**YOUR ASSIGNMENT**
In the listing below, start your output at the line with "This module contains" and end it after the line with "All types in", copying every line exactly.

**RECORDS FOR PROCESSING**
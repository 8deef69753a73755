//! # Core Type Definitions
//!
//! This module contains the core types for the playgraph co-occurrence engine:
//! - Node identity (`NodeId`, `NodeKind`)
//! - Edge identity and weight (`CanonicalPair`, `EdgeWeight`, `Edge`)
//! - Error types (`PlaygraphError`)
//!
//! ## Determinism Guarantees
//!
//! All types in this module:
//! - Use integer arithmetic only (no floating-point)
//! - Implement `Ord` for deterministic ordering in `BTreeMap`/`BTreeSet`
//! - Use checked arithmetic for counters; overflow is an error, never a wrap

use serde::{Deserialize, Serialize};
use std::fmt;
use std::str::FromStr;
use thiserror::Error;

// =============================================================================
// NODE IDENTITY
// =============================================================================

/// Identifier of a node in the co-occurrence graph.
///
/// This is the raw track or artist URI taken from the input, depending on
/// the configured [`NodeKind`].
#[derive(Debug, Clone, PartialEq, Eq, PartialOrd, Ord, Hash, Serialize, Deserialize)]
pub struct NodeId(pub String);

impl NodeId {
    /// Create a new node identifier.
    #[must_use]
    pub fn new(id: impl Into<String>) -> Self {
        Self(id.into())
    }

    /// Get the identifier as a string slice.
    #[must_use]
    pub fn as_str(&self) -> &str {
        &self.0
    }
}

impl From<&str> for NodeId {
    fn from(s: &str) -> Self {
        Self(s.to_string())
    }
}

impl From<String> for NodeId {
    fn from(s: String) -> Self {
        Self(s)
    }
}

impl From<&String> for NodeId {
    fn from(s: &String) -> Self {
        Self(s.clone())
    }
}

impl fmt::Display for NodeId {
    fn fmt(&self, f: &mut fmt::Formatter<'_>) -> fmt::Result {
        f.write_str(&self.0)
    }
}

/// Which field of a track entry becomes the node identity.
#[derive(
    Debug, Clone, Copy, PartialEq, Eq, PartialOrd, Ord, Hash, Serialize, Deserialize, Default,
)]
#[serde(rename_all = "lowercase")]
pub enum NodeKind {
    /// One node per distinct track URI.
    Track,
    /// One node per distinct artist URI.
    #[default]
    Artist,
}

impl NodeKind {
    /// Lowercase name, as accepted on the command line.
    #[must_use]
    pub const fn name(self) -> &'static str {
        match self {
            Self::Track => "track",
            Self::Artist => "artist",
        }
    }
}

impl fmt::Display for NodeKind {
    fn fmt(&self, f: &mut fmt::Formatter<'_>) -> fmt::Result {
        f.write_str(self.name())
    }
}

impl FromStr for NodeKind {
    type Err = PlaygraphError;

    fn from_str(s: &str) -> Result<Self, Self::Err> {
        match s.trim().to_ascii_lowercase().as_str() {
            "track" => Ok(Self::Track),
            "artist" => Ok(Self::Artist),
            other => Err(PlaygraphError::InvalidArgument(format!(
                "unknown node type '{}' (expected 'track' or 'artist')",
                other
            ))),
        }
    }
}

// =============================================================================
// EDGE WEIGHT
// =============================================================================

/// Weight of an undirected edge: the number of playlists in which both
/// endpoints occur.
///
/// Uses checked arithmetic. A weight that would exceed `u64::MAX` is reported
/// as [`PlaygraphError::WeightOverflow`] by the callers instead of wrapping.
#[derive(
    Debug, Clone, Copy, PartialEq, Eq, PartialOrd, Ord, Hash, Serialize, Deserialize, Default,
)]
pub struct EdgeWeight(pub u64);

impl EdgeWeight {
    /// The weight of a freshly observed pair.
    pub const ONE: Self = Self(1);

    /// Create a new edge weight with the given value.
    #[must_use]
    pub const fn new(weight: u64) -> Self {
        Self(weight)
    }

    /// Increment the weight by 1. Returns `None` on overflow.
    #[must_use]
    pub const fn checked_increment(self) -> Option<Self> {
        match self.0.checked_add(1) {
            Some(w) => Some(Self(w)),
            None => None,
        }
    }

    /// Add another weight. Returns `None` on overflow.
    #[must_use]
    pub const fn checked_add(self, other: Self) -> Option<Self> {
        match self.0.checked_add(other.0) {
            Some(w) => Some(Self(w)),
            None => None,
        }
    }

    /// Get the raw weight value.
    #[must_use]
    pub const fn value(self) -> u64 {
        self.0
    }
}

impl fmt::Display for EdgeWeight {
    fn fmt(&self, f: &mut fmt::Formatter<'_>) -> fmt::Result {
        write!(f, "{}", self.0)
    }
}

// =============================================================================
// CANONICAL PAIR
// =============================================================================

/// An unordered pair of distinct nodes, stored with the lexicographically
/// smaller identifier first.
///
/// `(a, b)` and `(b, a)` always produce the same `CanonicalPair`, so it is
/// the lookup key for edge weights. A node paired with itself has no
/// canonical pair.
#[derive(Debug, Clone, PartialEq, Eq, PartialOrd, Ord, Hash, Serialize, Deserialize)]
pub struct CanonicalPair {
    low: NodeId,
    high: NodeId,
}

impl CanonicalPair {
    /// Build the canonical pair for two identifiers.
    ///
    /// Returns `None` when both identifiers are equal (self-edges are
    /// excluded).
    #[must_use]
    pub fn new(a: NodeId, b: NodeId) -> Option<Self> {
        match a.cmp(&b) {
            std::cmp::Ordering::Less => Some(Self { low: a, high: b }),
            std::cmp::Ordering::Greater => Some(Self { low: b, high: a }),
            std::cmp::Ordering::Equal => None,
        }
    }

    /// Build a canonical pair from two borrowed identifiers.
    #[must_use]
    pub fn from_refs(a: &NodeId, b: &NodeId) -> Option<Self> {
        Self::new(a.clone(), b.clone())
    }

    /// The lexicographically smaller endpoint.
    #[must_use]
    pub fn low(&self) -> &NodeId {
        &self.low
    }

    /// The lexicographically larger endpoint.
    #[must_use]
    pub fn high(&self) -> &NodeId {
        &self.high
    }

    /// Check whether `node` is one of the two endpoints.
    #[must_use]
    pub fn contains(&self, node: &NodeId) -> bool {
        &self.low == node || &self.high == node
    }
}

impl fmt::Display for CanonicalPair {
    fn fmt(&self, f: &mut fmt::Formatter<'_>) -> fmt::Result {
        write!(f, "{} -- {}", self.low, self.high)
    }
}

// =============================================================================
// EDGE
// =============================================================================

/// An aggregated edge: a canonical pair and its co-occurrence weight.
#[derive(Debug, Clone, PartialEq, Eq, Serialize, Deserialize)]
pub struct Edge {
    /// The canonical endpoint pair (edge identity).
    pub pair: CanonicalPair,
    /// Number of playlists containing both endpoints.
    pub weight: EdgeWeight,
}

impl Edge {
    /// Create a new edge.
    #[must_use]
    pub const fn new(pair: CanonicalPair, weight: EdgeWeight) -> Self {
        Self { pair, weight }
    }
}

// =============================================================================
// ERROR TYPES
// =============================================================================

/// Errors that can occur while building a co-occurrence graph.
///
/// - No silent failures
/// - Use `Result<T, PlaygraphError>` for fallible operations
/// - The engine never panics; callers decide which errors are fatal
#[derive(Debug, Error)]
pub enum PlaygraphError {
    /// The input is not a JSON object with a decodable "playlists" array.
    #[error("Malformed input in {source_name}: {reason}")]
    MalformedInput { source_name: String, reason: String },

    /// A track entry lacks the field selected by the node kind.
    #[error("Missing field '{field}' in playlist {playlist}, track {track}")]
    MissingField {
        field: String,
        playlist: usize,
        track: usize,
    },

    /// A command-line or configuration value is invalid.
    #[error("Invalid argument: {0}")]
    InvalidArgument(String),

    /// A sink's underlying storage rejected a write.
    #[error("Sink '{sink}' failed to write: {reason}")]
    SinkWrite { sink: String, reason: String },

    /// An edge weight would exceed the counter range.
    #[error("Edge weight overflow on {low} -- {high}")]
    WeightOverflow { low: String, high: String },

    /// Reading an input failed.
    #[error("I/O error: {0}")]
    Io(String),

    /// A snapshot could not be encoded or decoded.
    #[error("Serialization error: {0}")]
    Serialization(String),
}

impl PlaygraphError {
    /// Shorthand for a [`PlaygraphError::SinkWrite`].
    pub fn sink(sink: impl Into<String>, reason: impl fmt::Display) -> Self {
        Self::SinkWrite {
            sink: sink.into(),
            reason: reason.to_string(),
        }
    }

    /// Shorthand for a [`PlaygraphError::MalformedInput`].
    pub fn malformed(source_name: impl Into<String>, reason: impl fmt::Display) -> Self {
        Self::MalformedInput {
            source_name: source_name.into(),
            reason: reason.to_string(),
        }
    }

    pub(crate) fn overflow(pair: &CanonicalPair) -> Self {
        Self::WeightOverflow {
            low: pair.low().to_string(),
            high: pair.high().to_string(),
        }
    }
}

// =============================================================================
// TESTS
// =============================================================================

--

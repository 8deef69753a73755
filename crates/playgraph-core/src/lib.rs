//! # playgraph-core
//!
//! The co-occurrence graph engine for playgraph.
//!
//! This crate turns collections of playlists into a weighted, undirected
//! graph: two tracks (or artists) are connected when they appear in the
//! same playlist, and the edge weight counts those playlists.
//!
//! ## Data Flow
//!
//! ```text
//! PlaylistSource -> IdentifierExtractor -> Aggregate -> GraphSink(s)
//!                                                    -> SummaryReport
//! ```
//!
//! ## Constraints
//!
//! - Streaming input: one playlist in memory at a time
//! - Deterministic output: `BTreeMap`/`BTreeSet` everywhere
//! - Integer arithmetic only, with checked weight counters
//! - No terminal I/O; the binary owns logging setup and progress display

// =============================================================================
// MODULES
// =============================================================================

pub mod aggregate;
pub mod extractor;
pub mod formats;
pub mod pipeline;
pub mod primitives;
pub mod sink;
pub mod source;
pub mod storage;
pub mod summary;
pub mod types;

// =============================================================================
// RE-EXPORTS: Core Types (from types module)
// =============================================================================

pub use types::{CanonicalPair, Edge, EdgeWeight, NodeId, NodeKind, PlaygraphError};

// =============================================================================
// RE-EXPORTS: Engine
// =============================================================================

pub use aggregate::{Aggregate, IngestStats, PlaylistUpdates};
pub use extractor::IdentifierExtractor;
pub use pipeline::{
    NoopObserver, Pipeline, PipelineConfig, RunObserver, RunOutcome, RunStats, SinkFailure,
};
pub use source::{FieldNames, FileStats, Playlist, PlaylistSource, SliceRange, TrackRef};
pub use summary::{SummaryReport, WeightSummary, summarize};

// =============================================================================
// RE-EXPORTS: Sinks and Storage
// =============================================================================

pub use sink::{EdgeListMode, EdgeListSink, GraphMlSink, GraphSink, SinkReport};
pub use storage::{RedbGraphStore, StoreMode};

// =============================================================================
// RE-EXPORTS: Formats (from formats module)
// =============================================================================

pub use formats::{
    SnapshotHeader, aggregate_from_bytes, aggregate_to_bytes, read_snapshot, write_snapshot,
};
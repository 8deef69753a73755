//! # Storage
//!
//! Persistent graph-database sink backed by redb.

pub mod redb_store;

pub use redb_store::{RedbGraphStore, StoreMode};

**TASK SOLUTION**
//! This module contains the core types for the playgraph co-occurrence engine:
//! - Node identity (`NodeId`, `NodeKind`)
//! - Edge identity and weight (`CanonicalPair`, `EdgeWeight`, `Edge`)
//! - Error types (`PlaygraphError`)
//!
//! ## Determinism Guarantees
//!
//! All types in this module:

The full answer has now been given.